=== Collected data entries ===
------------------------------------

#[cfg(test)]
mod tests {
    use super::*;
    use crate::test_utils::sample_settings;
    use crate::utils::base64url_encode;
    use serde_json::json;

    fn url_request() -> AuthCodeUrlRequest {
        AuthCodeUrlRequest {
            authority: "https://login.microsoftonline.com/contoso.onmicrosoft.com".to_string(),
            scopes: vec!["openid".to_string(), "profile".to_string()],
            state: "abc".to_string(),
            redirect_uri: "http://localhost:3000/redirect".to_string(),
            code_challenge: "challenge".to_string(),
            login_hint: None,
            prompt: None,
        }
    }

    fn account() -> Account {
        Account {
            home_account_id: "oid.tid".to_string(),
            environment: "login.microsoftonline.com".to_string(),
            tenant_id: "tid".to_string(),
            username: "ada@contoso.com".to_string(),
            id_token_claims: Map::new(),
        }
    }

    #[test]
    fn test_build_authorization_url() {
        let url = build_authorization_url("client-1", &url_request()).unwrap();
        let parsed = Url::parse(&url).unwrap();
        let query: HashMap<String, String> = parsed.query_pairs().into_owned().collect();

        assert_eq!(
            parsed.path(),
            "/contoso.onmicrosoft.com/oauth2/v2.0/authorize"
        );
        assert_eq!(query["client_id"], "client-1");
        assert_eq!(query["response_type"], "code");
        assert_eq!(query["scope"], "openid profile");
        assert_eq!(query["state"], "abc");
        assert_eq!(query["code_challenge_method"], "S256");
        assert!(!query.contains_key("login_hint"));
    }

    #[test]
    fn test_build_authorization_url_with_login_hint() {
        let request = AuthCodeUrlRequest {
            login_hint: Some("ada@contoso.com".to_string()),
            ..url_request()
        };
        let url = build_authorization_url("client-1", &request).unwrap();
        assert!(url.contains("login_hint=ada%40contoso.com"));
    }

    #[test]
    fn test_decode_claims() {
        let payload = base64url_encode(json!({ "oid": "o", "tid": "t" }).to_string());
        let token = format!("header.{payload}.signature");

        let claims = decode_claims(&token).unwrap();
        assert_eq!(claims["oid"], json!("o"));

        assert!(decode_claims("not-a-jwt").is_err());
    }

    #[test]
    fn test_classify_token_error() {
        let body = r#"{"error":"invalid_grant","error_description":"AADSTS50076: MFA required"}"#;
        assert!(matches!(
            classify_token_error(400, body),
            IdentityError::InteractionRequired(msg) if msg.contains("AADSTS50076")
        ));

        let body = r#"{"error":"invalid_client","error_description":"bad secret"}"#;
        assert!(matches!(
            classify_token_error(401, body),
            IdentityError::Provider { error, .. } if error == "invalid_client"
        ));

        assert!(matches!(
            classify_token_error(502, "<html>"),
            IdentityError::Request(_)
        ));
    }

    #[tokio::test]
    async fn test_silent_without_cache_requires_interaction() {
        let client = EntraClient::new(&sample_settings());
        let result = client
            .acquire_token_silently(&SilentRequest {
                account: account(),
                scopes: vec!["User.Read".to_string()],
            })
            .await;
        assert!(matches!(result, Err(IdentityError::InteractionRequired(_))));
    }

    #[tokio::test]
    async fn test_silent_returns_cached_token_for_same_scopes() {
        // Given a cached token for two scopes in a different order
        let client = EntraClient::new(&sample_settings());
        client
            .seed_cache(
                "oid.tid",
                None,
                vec![CachedAccessToken {
                    scopes: vec!["b".to_string(), "a".to_string()],
                    token: "cached-at".to_string(),
                    expires_on: Utc::now() + Duration::hours(1),
                }],
            )
            .await;

        // When acquiring silently
        let response = client
            .acquire_token_silently(&SilentRequest {
                account: account(),
                scopes: vec!["a".to_string(), "b".to_string()],
            })
            .await
            .unwrap();

        // Then the cached token is returned
        assert_eq!(response.access_token, "cached-at");
    }

    #[tokio::test]
    async fn test_silent_with_stale_token_and_no_refresh_token_requires_interaction() {
        let client = EntraClient::new(&sample_settings());
        client
            .seed_cache(
                "oid.tid",
                None,
                vec![CachedAccessToken {
                    scopes: vec!["a".to_string()],
                    token: "stale".to_string(),
                    expires_on: Utc::now() + Duration::seconds(10),
                }],
            )
            .await;

        let result = client
            .acquire_token_silently(&SilentRequest {
                account: account(),
                scopes: vec!["a".to_string()],
            })
            .await;
        assert!(matches!(result, Err(IdentityError::InteractionRequired(_))));
    }

    #[tokio::test]
    async fn test_exchange_without_code_is_rejected() {
        let client = EntraClient::new(&sample_settings());
        let result = client
            .exchange_code_for_tokens(&AuthCodeTokenRequest {
                authority: client.authority.clone(),
                scopes: vec!["openid".to_string()],
                redirect_uri: "http://localhost:3000/redirect".to_string(),
                code: None,
                code_verifier: "v".to_string(),
            })
            .await;
        assert!(matches!(result, Err(IdentityError::InvalidRequest(_))));
    }

    #[tokio::test]
    async fn test_authorization_url_always_asks_for_oidc_scopes() {
        let client = EntraClient::new(&sample_settings());
        let request = AuthCodeUrlRequest {
            scopes: vec!["Mail.Read".to_string()],
            ..url_request()
        };

        let url = client.get_authorization_url(&request).await.unwrap();
        let query: HashMap<String, String> =
            Url::parse(&url).unwrap().query_pairs().into_owned().collect();
        assert_eq!(query["scope"], "Mail.Read openid profile offline_access");
    }

    #[test]
    fn test_with_oidc_scopes_does_not_repeat_scopes() {
        let sign_in: Vec<String> = OIDC_DEFAULT_SCOPES.iter().map(|s| s.to_string()).collect();
        assert_eq!(with_oidc_scopes(&sign_in), sign_in);
    }

    #[tokio::test]
    async fn test_remove_account_evicts_cached_tokens() {
        // Given cached tokens for an account
        let client = EntraClient::new(&sample_settings());
        client
            .seed_cache(
                "oid.tid",
                Some("refresh"),
                vec![CachedAccessToken {
                    scopes: vec!["User.Read".to_string()],
                    token: "cached-at".to_string(),
                    expires_on: Utc::now() + Duration::hours(1),
                }],
            )
            .await;

        // When the account is removed
        client.remove_account("oid.tid").await;

        // Then silent acquisition needs the user again
        let result = client
            .acquire_token_silently(&SilentRequest {
                account: account(),
                scopes: vec!["User.Read".to_string()],
            })
            .await;
        assert!(matches!(result, Err(IdentityError::InteractionRequired(_))));
    }

    #[tokio::test]
    async fn test_idle_accounts_are_dropped_on_the_next_write() {
        let client = EntraClient::new(&sample_settings());
        client.seed_cache("idle", Some("old-refresh"), Vec::new()).await;
        client.seed_cache("active", Some("refresh"), Vec::new()).await;
        client.cache.lock().await.get_mut("idle").unwrap().last_used =
            Utc::now() - Duration::seconds(*SESSION_MAX_AGE as i64 + 60);

        let response = TokenEndpointResponse {
            access_token: "at".to_string(),
            id_token: None,
            refresh_token: None,
            expires_in: Some(3600),
            scope: None,
        };
        client
            .remember("newcomer", &["User.Read".to_string()], &response)
            .await;

        let cache = client.cache.lock().await;
        assert!(!cache.contains_key("idle"));
        assert!(cache.contains_key("active"));
        assert!(cache.contains_key("newcomer"));
    }

    #[test]
    fn test_environment_is_authority_host() {
        let client = EntraClient::new(&sample_settings());
        assert_eq!(client.environment, "login.microsoftonline.com");
        assert!(client.token_endpoint().ends_with("/oauth2/v2.0/token"));
    }
}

------------------------------------

=== Task directions ===
Copy out each line of the data that has the word "None" in it.

=== Task solution ===
            login_hint: None,
            prompt: None,
                None,
                None,
                code: None,
            id_token: None,
            refresh_token: None,
            scope: None,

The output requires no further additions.